Dad was a veteran of the second world war. He landed in Normandy at Courseulles-sur-Mer and as part of B-Company of the 12th Platoon of the Highland Light Infantry of Canada, 9th Canadian Brigade, part of the 3rd Canadian Infantry Division, he participated in the battles of Caen, Buron, Falaise, Boulogne, Cap-Gris-Nez, the Scheldt, Bresekns Pocket, the Rhineland, Waal Flats, the Hochwald, The Rhine, Zutphen and Leer. He had great respect for German design and technology: a quality radio was a Telefunken, when we were young, he drove a Volkswagen, and his camera of choice was the Voigtländer.
This early 1950’s folding camera, using 135 film in cassettes (what became commonly known as 35mm), is a wonder of efficiency. In a compact form that easily fits in a pocket, high quality photos were possible, with a lens designed to be used with colour film as well as black-and-white.
After Mom’s Brownie, or an Instamatic, the Vito II was the first “real” camera that many of us in the family got to use. My brother Rob not only used the Vito extensively in the early 1970s, he built a darkroom in the basement laundry room, to develop film and print photos.
Here’s a photo of Rob a couple of months ago, taken with the circa-1952 Vito II:
My first darkroom experience was watching Rob and his pals working in the basement, magically making images appear under a red light. The first pictures I took with this camera were developed and printed in the converted laundry room in our basement of the grandparents house.

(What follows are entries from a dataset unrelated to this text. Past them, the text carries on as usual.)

//! Integration tests for reloading written windows

mod common;

use common::*;
use lfproc::*;
use serde_json::json;

// ============================================================================
// Round trip
// ============================================================================

#[test]
fn test_gather_reconstructs_run() {
    let dir = tempfile::tempdir().unwrap();
    let mut proc = WindowedProcessor::new(catalog(20, &[]), reader());
    proc.set_output_folder(dir.path(), true).unwrap();
    let summary = proc.process_time_range(secs(0), secs(590)).unwrap();

    let merged = gather_results(dir.path(), &NativeCodec).unwrap();
    assert_eq!(merged.time_min(), secs(10));
    assert_eq!(merged.time_max(), summary.windows.last().unwrap().time_max);
    assert_eq!(merged.n_samples(), summary.total_samples());
    assert_eq!(merged.n_channels(), CHANNELS);
    assert!(merged
        .times()
        .windows(2)
        .all(|w| w[1].micros_since(w[0]) == 1_000_000));
}

#[test]
fn test_gather_preserves_values() {
    let dir = tempfile::tempdir().unwrap();
    let mut proc = WindowedProcessor::new(catalog(6, &[]), reader());
    proc.set_output_folder(dir.path(), true).unwrap();
    let summary = proc.process_time_range(secs(0), secs(170)).unwrap();

    let merged = gather_results(dir.path(), &NativeCodec).unwrap();
    let mut offset = 0;
    for record in &summary.windows {
        let window = NativeCodec.read(&record.path).unwrap();
        let c = window.n_channels();
        let slice = &merged.data()[offset * c..(offset + window.n_samples()) * c];
        assert_eq!(slice, window.data());
        offset += window.n_samples();
    }
}

#[test]
fn test_gather_after_rerun_with_delete() {
    let dir = tempfile::tempdir().unwrap();
    let mut proc = WindowedProcessor::new(catalog(10, &[]), reader());
    proc.set_output_folder(dir.path(), true).unwrap();
    proc.process_time_range(secs(0), secs(290)).unwrap();

    // A second, shorter run into a fresh directory replaces the first
    proc.set_output_folder(dir.path(), true).unwrap();
    proc.update_parameters([("edge_buff_size", json!(5))])
        .unwrap();
    proc.process_time_range(secs(0), secs(120)).unwrap();

    let merged = gather_results(dir.path(), &NativeCodec).unwrap();
    assert_eq!(merged.time_min(), secs(5));
    assert_eq!(merged.time_max(), secs(119));
}

// ============================================================================
// Failures
// ============================================================================

#[test]
fn test_gather_detects_removed_window() {
    let dir = tempfile::tempdir().unwrap();
    let mut proc = WindowedProcessor::new(catalog(12, &[]), reader());
    proc.set_output_folder(dir.path(), true).unwrap();
    let summary = proc.process_time_range(secs(0), secs(340)).unwrap();
    std::fs::remove_file(&summary.windows[1].path).unwrap();

    let err = gather_results(dir.path(), &NativeCodec).unwrap_err();
    let LfprocError::DataGap(gap) = err else {
        panic!("expected a data gap, got {err}");
    };
    assert_eq!(gap.groups.len(), 2);
    assert_eq!(gap.groups[0].end, summary.windows[0].time_max);
}

#[test]
fn test_gather_rejects_corrupt_window() {
    let dir = tempfile::tempdir().unwrap();
    let mut proc = WindowedProcessor::new(catalog(6, &[]), reader());
    proc.set_output_folder(dir.path(), true).unwrap();
    let summary = proc.process_time_range(secs(0), secs(170)).unwrap();

    let path = &summary.windows[0].path;
    let mut bytes = std::fs::read(path).unwrap();
    let last = bytes.len() - 1;
    bytes[last] ^= 0x55;
    std::fs::write(path, bytes).unwrap();

    let err = gather_results(dir.path(), &NativeCodec).unwrap_err();
    assert!(matches!(
        err,
        LfprocError::Format(FormatError::InvalidChecksum { .. })
    ));
}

By today’s standards, the Vito II is a lot more complex to operate. There is no autofocus, you need to estimate or calculate distance, though the camera’s focusing ring has handy markings for zone focusing: a triangle at 11 ft for snapshots and a circle at 33 ft for landscape photos. The camera does not have metering either, so your choices are to guess, use the sunny 16 rule, or get a handheld light meter.